Trivialization of flat proper morphisms with sections

Question

Let $f:X \to Y$ be a flat proper morphism of noetherian schemes. Assume both $X$ and $Y$ are regular, irreducible and $\dim Y=1$. Suppose there exists a section to the morphism $f$ i.e., a morphism $s:Y \to X$ such that $f \circ s:Y \to Y$ is identity. Is this enough to conclude that for every closed point $y \in Y$, there exists an open neighbourhood $U$ of $Y$ for which $f^{-1}(U) \cong U \times S$ for some scheme $S$ or do we need further assumptions? Any reference in this direction will be most welcome.

Answer 1

No, this is certainly not the case.

For example, one could take $X$ to be an elliptic surface over $Y=\mathbf P^1$, and $f: X \rightarrow \mathbf P^1$ the elliptic fibration. There are many kinds of such fibrations, including ones with sections.

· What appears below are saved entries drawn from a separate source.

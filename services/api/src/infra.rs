use chrono::NaiveDate;
use metrics_exporter_prometheus::PrometheusHandle;
use serde::Deserialize;
use slp_monitor::workflows::fieldlog::{FieldLogImportError, FieldLogImporter};
use slp_monitor::workflows::monitoring::{
    Association, AssociationId, Caretaker, CaretakerId, CaretakerRef, Project, ProjectId,
    RankingFilter, RecordSource, SiteVisit, SourceError, VisitId, VisitStatus,
};
use std::path::Path;
use std::sync::atomic::AtomicBool;
use std::sync::Arc;

#[derive(Clone)]
pub(crate) struct AppState {
    pub(crate) readiness: Arc<AtomicBool>,
    pub(crate) metrics: Arc<PrometheusHandle>,
}

/// Static record source backing the service and the CLI demos. Records are
/// fixed at construction; every read hands out a fresh copy.
#[derive(Clone)]
pub(crate) struct InMemoryRecordSource {
    pub(crate) visits: Vec<SiteVisit>,
    pub(crate) projects: Vec<Project>,
    pub(crate) caretakers: Vec<Caretaker>,
}

impl RecordSource for InMemoryRecordSource {
    fn site_visits(&self) -> Result<Vec<SiteVisit>, SourceError> {
        Ok(self.visits.clone())
    }

    fn projects(&self) -> Result<Vec<Project>, SourceError> {
        Ok(self.projects.clone())
    }

    fn caretakers(&self) -> Result<Vec<Caretaker>, SourceError> {
        Ok(self.caretakers.clone())
    }
}

impl InMemoryRecordSource {
    /// Seed records for a small monitoring cohort. Visit dates are derived
    /// from `reference` so relative ages, and with them the demo scores,
    /// stay the same at any wall-clock date.
    pub(crate) fn seeded(reference: NaiveDate) -> Self {
        Self {
            visits: seeded_visits(reference),
            projects: seeded_projects(),
            caretakers: seeded_caretakers(),
        }
    }

    /// Visits come from the export; canonical project and caretaker records
    /// stay on the seeded catalog, so rows enrich only where the export
    /// labels reconcile against it.
    pub(crate) fn from_field_log(path: &Path) -> Result<Self, FieldLogImportError> {
        Ok(Self {
            visits: FieldLogImporter::from_path(path)?,
            projects: seeded_projects(),
            caretakers: seeded_caretakers(),
        })
    }
}

fn days_before(reference: NaiveDate, days: i64) -> Option<NaiveDate> {
    reference.checked_sub_signed(chrono::Duration::days(days))
}

fn seeded_visit(
    id: &str,
    project_id: &str,
    association: &str,
    visit_number: u8,
    visit_date: Option<NaiveDate>,
    status: VisitStatus,
    findings: &str,
) -> SiteVisit {
    SiteVisit {
        id: VisitId(id.to_string()),
        project_id: ProjectId(project_id.to_string()),
        association_name: association.to_string(),
        visit_number,
        visit_date,
        status,
        findings: findings.to_string(),
        caretakers: Vec::new(),
    }
}

fn with_caretakers(mut visit: SiteVisit, names: &[&str]) -> SiteVisit {
    visit.caretakers = names
        .iter()
        .map(|name| CaretakerRef {
            id: None,
            name: name.to_string(),
        })
        .collect();
    visit
}

fn seeded_visits(reference: NaiveDate) -> Vec<SiteVisit> {
    vec![
        seeded_visit(
            "SV-1001",
            "P-2024-011",
            "San Isidro Farmers Association",
            1,
            days_before(reference, 150),
            VisitStatus::Completed,
            "Land preparation verified ahead of planting.",
        ),
        seeded_visit(
            "SV-1002",
            "P-2024-011",
            "San Isidro Farmers Association",
            2,
            days_before(reference, 95),
            VisitStatus::Completed,
            "Transplanting done on 2.5 hectares.",
        ),
        seeded_visit(
            "SV-1003",
            "P-2024-011",
            "San Isidro Farmers Association",
            3,
            days_before(reference, 52),
            VisitStatus::Completed,
            "Weeding and fertilizer application on schedule.",
        ),
        with_caretakers(
            seeded_visit(
                "SV-1004",
                "P-2024-011",
                "San Isidro Farmers Association",
                4,
                days_before(reference, 24),
                VisitStatus::Completed,
                "Harvest completed across all plots; palay dried and bagged for the cooperative buyers.",
            ),
            &["Elena Reyes"],
        ),
        seeded_visit(
            "SV-2001",
            "P-2024-027",
            "Association of Malaya Hog Raisers",
            1,
            days_before(reference, 140),
            VisitStatus::Completed,
            "Pens built to program standard.",
        ),
        seeded_visit(
            "SV-2002",
            "P-2024-027",
            "Association of Malaya Hog Raisers",
            2,
            days_before(reference, 110),
            VisitStatus::Completed,
            "Feeding schedule posted and followed.",
        ),
        seeded_visit(
            "SV-2003",
            "P-2024-027",
            "Association of Malaya Hog Raisers",
            3,
            days_before(reference, 84),
            VisitStatus::Cancelled,
            "Visit cancelled after a typhoon signal was raised.",
        ),
        with_caretakers(
            seeded_visit(
                "SV-2004",
                "P-2024-027",
                "Association of Malaya Hog Raisers",
                4,
                days_before(reference, 62),
                VisitStatus::Completed,
                "Pens disinfected and two sows confirmed pregnant; feed stocks adequate for the quarter.",
            ),
            &["Ramon Bautista", "Jose Cruz"],
        ),
        seeded_visit(
            "SV-3001",
            "P-2023-104",
            "Bagong Pag-asa Weavers Coop",
            1,
            days_before(reference, 280),
            VisitStatus::Completed,
            "Looms operational.",
        ),
        seeded_visit(
            "SV-3002",
            "P-2023-104",
            "Bagong Pag-asa Weavers Coop",
            2,
            None,
            VisitStatus::Cancelled,
            "",
        ),
    ]
}

fn seeded_projects() -> Vec<Project> {
    vec![
        Project {
            id: ProjectId("P-2024-011".to_string()),
            name: "Upland Rice Production".to_string(),
            associations: vec![Association {
                id: AssociationId("A-2024-011".to_string()),
                name: "San Isidro Farmers Association".to_string(),
                location: Some("Barangay San Isidro".to_string()),
                active_members: Some(24),
                contact_person: Some("Elena Reyes".to_string()),
                contact_number: Some("0917 555 2031".to_string()),
            }],
        },
        Project {
            id: ProjectId("P-2024-027".to_string()),
            name: "Backyard Hog Raising".to_string(),
            associations: vec![Association {
                id: AssociationId("A-2024-027".to_string()),
                name: "Malaya Hog Raisers Association".to_string(),
                location: Some("Barangay Malaya".to_string()),
                active_members: Some(12),
                contact_person: Some("Ramon Bautista".to_string()),
                contact_number: None,
            }],
        },
        Project {
            id: ProjectId("P-2023-104".to_string()),
            name: "Handloom Weaving".to_string(),
            associations: vec![Association {
                id: AssociationId("A-2023-104".to_string()),
                name: "Bagong Pag-asa Weavers Cooperative".to_string(),
                location: Some("Barangay Bagong Pag-asa".to_string()),
                active_members: Some(18),
                contact_person: None,
                contact_number: None,
            }],
        },
    ]
}

fn seeded_caretaker(id: &str, name: &str, slp: Option<&str>, legacy: Option<&str>) -> Caretaker {
    Caretaker {
        id: CaretakerId(id.to_string()),
        name: name.to_string(),
        slp_association: slp.map(str::to_string),
        association_name: legacy.map(str::to_string),
    }
}

/// Roster labels intentionally span every style the program sees: exact
/// canonical names, prefix/suffix variants, a legacy-field-only record, a
/// blank label, and a label no canonical association carries.
fn seeded_caretakers() -> Vec<Caretaker> {
    vec![
        seeded_caretaker(
            "CT-101",
            "Elena Reyes",
            Some("San Isidro Farmers Association"),
            None,
        ),
        seeded_caretaker(
            "CT-102",
            "Jose Cruz",
            None,
            Some("Association of Malaya Hog Raisers"),
        ),
        seeded_caretaker(
            "CT-103",
            "Lourdes Ramos",
            Some("Bagong Pag-asa Weavers"),
            None,
        ),
        seeded_caretaker("CT-104", "Ana Flores", None, None),
        seeded_caretaker(
            "CT-105",
            "Ramon Bautista",
            Some("Malaya Hog Raisers Association"),
            None,
        ),
        seeded_caretaker(
            "CT-106",
            "Teodoro Lim",
            Some("Riverside Fisherfolk Alliance"),
            None,
        ),
    ]
}

pub(crate) fn parse_date(raw: &str) -> Result<NaiveDate, String> {
    NaiveDate::parse_from_str(raw.trim(), "%Y-%m-%d")
        .map_err(|err| format!("failed to parse '{raw}' as YYYY-MM-DD ({err})"))
}

pub(crate) fn parse_filter(raw: &str) -> Result<RankingFilter, String> {
    raw.parse()
}

pub(crate) fn deserialize_optional_date<'de, D>(
    deserializer: D,
) -> Result<Option<NaiveDate>, D::Error>
where
    D: serde::Deserializer<'de>,
{
    let opt = Option::<String>::deserialize(deserializer)?;
    opt.map(|value| parse_date(&value).map_err(serde::de::Error::custom))
        .transpose()
}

The most basic problem is that $f$ can have some singular fibres. (For example if $X$ is an elliptic $K3$ surface, there will generally be 24 singular fibres; if $X$ is rational and $f$ is minimal, there will be generally be 12.) If $U \subset \mathbf P^1$ is an open set in which there is a point with a singular fibre, then certainly $f^{-1}(U)$ is not isomorphic to a product over $U$, because a singular fibre isn't isomorphic to a smooth one.

So you might try to restrict the question a bit more and assume $f$ is a smooth morphism. That doesn't really help, though. As long as $f$ is not isotrivial, which is true in the examples mentioned above, the fibres over points of $U$ will not all be isomorphic for any open subset $U \subset \mathbf P^1$.

In both cases, it makes no difference whether "open" refers to the Zariski or the etale topology.